Among the records below, which lines contain the string "find"? Report them.

START Provided entries

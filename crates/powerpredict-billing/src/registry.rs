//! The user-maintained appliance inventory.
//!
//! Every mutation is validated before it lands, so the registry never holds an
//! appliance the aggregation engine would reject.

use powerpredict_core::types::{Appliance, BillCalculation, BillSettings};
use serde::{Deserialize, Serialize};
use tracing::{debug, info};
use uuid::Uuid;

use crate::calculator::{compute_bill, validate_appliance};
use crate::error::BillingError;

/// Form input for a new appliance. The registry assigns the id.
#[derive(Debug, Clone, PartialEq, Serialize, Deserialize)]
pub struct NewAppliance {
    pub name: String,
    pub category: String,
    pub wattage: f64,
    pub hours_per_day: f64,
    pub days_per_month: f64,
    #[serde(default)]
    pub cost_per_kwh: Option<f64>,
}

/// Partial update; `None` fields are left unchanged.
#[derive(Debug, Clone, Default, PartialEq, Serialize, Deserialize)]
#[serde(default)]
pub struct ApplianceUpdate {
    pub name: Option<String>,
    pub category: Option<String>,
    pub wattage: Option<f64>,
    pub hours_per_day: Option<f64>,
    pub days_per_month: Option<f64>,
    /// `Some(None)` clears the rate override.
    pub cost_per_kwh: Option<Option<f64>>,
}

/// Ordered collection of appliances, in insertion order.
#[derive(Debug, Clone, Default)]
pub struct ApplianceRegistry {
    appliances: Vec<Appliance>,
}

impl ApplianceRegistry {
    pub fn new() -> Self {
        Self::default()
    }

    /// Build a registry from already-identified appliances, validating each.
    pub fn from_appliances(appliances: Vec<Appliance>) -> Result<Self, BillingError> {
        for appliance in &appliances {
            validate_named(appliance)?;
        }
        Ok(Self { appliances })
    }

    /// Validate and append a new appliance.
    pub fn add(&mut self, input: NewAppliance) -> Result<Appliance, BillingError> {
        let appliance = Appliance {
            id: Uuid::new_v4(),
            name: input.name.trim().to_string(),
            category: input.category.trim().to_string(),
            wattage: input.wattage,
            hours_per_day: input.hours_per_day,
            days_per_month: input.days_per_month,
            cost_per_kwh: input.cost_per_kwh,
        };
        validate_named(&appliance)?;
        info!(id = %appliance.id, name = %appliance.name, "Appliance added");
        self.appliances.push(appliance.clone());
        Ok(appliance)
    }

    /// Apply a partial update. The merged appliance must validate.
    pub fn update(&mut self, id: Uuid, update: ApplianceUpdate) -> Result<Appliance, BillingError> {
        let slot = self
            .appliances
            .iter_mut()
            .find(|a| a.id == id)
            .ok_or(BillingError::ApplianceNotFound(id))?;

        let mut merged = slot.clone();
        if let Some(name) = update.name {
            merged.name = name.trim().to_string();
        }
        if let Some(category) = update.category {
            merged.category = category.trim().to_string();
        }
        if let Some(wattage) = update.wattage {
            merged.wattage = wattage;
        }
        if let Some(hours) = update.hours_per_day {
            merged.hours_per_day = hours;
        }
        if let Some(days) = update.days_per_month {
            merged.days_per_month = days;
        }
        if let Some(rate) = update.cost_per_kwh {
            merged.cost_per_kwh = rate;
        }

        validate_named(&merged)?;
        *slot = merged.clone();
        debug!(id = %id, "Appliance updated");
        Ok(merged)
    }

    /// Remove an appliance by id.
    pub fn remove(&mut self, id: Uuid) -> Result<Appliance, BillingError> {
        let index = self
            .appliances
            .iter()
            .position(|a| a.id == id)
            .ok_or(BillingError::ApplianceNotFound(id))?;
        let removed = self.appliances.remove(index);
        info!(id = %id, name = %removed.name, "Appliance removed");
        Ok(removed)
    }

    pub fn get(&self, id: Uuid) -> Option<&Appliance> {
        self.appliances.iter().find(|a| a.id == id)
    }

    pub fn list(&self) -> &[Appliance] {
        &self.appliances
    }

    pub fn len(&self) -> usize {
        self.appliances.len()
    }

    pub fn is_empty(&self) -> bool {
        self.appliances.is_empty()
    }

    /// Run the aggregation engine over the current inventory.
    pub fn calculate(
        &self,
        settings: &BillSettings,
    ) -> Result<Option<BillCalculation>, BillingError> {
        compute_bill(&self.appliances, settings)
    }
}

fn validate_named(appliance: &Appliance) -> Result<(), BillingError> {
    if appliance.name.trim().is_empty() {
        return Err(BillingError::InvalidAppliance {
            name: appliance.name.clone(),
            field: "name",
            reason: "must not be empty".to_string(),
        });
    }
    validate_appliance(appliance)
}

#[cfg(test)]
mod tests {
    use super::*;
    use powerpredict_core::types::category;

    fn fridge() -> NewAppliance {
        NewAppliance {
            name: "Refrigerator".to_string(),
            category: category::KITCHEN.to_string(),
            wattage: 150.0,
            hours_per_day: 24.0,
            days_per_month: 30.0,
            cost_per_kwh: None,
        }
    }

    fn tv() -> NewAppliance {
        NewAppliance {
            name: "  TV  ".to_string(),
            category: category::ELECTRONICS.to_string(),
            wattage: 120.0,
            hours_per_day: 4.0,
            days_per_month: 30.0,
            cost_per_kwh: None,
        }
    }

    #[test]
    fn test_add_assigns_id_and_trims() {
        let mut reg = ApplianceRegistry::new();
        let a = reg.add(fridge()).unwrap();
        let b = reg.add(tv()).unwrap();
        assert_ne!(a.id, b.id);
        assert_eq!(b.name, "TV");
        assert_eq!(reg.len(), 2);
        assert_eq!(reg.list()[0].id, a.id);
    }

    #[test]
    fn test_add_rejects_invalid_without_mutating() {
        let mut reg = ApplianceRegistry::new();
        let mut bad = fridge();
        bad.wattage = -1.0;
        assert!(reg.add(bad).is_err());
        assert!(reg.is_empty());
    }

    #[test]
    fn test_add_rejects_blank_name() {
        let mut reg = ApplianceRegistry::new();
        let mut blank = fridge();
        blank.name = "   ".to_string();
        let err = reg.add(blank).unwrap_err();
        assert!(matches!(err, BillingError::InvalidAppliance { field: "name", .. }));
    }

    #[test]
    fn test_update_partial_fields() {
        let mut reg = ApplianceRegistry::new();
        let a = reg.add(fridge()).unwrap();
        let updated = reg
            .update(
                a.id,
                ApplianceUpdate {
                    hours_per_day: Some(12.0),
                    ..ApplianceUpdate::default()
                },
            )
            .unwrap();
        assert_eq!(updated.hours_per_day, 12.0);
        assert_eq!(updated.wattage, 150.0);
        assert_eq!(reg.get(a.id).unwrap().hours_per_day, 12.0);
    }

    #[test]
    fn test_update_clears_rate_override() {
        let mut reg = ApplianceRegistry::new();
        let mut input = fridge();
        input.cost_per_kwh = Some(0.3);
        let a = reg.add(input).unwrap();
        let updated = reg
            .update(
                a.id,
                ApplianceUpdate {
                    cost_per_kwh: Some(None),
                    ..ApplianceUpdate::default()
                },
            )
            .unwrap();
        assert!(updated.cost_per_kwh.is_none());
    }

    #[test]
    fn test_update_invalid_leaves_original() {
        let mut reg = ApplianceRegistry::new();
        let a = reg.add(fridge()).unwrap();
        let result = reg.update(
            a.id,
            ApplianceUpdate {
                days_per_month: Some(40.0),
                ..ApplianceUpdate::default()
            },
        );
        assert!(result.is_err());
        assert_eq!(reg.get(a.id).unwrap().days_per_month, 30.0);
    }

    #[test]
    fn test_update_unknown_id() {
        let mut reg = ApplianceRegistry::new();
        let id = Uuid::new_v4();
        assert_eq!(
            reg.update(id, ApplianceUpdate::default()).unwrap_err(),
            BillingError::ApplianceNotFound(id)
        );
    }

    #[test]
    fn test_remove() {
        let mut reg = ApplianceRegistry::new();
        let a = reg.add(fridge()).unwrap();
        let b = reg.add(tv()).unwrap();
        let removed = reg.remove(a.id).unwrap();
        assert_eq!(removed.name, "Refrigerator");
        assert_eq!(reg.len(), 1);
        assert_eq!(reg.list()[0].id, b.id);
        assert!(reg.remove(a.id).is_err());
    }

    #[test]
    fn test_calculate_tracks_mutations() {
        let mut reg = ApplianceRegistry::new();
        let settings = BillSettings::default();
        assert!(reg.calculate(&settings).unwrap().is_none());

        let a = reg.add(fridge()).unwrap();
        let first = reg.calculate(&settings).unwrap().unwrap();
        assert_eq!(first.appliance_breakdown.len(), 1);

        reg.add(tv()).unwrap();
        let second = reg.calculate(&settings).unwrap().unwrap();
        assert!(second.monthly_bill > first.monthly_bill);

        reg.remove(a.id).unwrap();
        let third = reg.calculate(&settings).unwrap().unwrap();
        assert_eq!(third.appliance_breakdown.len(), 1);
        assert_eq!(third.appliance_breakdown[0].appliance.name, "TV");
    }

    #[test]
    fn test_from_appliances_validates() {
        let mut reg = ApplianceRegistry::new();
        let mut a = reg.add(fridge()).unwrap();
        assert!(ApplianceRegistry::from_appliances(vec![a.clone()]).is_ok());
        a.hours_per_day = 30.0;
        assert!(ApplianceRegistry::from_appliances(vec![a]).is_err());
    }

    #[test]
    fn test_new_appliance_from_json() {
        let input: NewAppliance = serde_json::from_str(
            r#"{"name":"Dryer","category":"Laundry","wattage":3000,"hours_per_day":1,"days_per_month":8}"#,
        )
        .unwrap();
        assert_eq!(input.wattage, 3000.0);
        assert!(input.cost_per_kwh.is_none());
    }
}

END Provided entries

**Answer section**
            .find(|a| a.id == id)
        self.appliances.iter().find(|a| a.id == id)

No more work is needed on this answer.